Magdalena Schwarz, Theresa Matzinger and Nikolaus Ritt

Keywords: artificial language, trust game, social marker, linguistic variation, cultural evolution, sociolinguistics

A crucial quality to assess in strangers is trustworthiness. We tend to trust ingroup members more than outgroup individuals [1, 2], but the identification of group members requires reliable markers of group membership. It is debated which biological or cultural tags – including linguistic markers – meet these criteria [3]. Linguistic tags may have played a role in the evolution of trust and cooperation in humans [3, 4], and artificial language experiments have shown that linguistic variation can still function as a marker of group membership today [5, 6]. However, linguistic cues can be faked [7], and a large-scale study did not find a link between shared dialect and trust [8].

We investigate (a) whether listeners trust speakers who share their language more than those who speak a different language, and (b) how language compares in this respect to other cultural and biological markers of group membership. To address these questions, we combine two established experimental methods, trustgames [9] and artificial languages [10].

In an online experiment, participants (n=320) entered a fictional alien universe. They assumed the role of a red-coloured alien that lives on a planet with other red and yellow aliens.

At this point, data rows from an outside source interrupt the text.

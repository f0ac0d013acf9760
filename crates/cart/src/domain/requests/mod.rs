mod cart;

pub use self::cart::{AddToCartRequest, UpdateQuantityRequest};
use crate::{
    abstract_trait::CatalogRepositoryTrait,
    domain::{requests::FindAllProducts, response::ProductPageResponse},
};
use async_trait::async_trait;
use shared::{config::HttpClient, errors::RepositoryError, model::Product};

#[derive(Debug, Clone)]
pub struct HttpCatalogRepository {
    client: HttpClient,
}

impl HttpCatalogRepository {
    pub fn new(client: HttpClient) -> Self {
        Self { client }
    }
}

#[async_trait]
impl CatalogRepositoryTrait for HttpCatalogRepository {
    async fn fetch_page(
        &self,
        req: &FindAllProducts,
    ) -> Result<ProductPageResponse, RepositoryError> {
        let query = [
            ("page", req.page.to_string()),
            ("size", req.size.to_string()),
            ("sortBy", req.sort_by.clone()),
            ("sortDir", req.sort_dir.clone()),
        ];

        self.client.get_json(&["products"], &query).await
    }

    async fn fetch_by_category(&self, category: &str) -> Result<Vec<Product>, RepositoryError> {
        self.client
            .get_json(&["products", "category", category], &[])
            .await
    }

    async fn search(&self, keyword: &str) -> Result<Vec<Product>, RepositoryError> {
        self.client
            .get_json(&["products", "search"], &[("keyword", keyword.to_string())])
            .await
    }
}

Each of the two alien groups exhibited three types of markers: distinct artificial languages, feet, and hats (Figure 1). After familiarisation with these aliens, participants played a simultaneous trust game with two aliens who appeared to be two other participants but were actually bots. The colours of these aliens were masked in darkness. There were three experimental conditions: in the language-condition, one of the aliens spoke the same language as the participant, while the other alien spoke the outgroup language. The foot-condition and the hat-condition were set up analogously, with one alien carrying the ingroup and the other alien the outgroup marker. The trust game largely followed the standard procedure: participants received an endowment of 10$, which they could freely divide between the two aliens. Whatever amounts they sent were tripled, and the other aliens could keep the money or return a share. Thus, the amounts participants sent measured their relative trust in each of the two aliens. We expected participants to send more money to the alien with the ingroup marker in all conditions. Indeed, a multilevel linear model showed that participants sent significantly more money to aliens sharing their own marker, independently of marker type (Figure 2).

It is crucial to understand under which circumstances a shared language promotes trust, or, conversely, when linguistic differences can create distrust. Our findings indicate that a shared language can increase trust as much as visual biological and cultural group markers. We intend to further investigate which features distinguish those participants who predominantly drive this effect. Our experiments contribute to ongoing debates on language, social identity and trust in sociolinguistics [11, 12, 13] and language evolution [14]. By merging methods from cultural evolution and behavioural economics, our approach also tests the viability of novel experimental approaches in linguistics [10].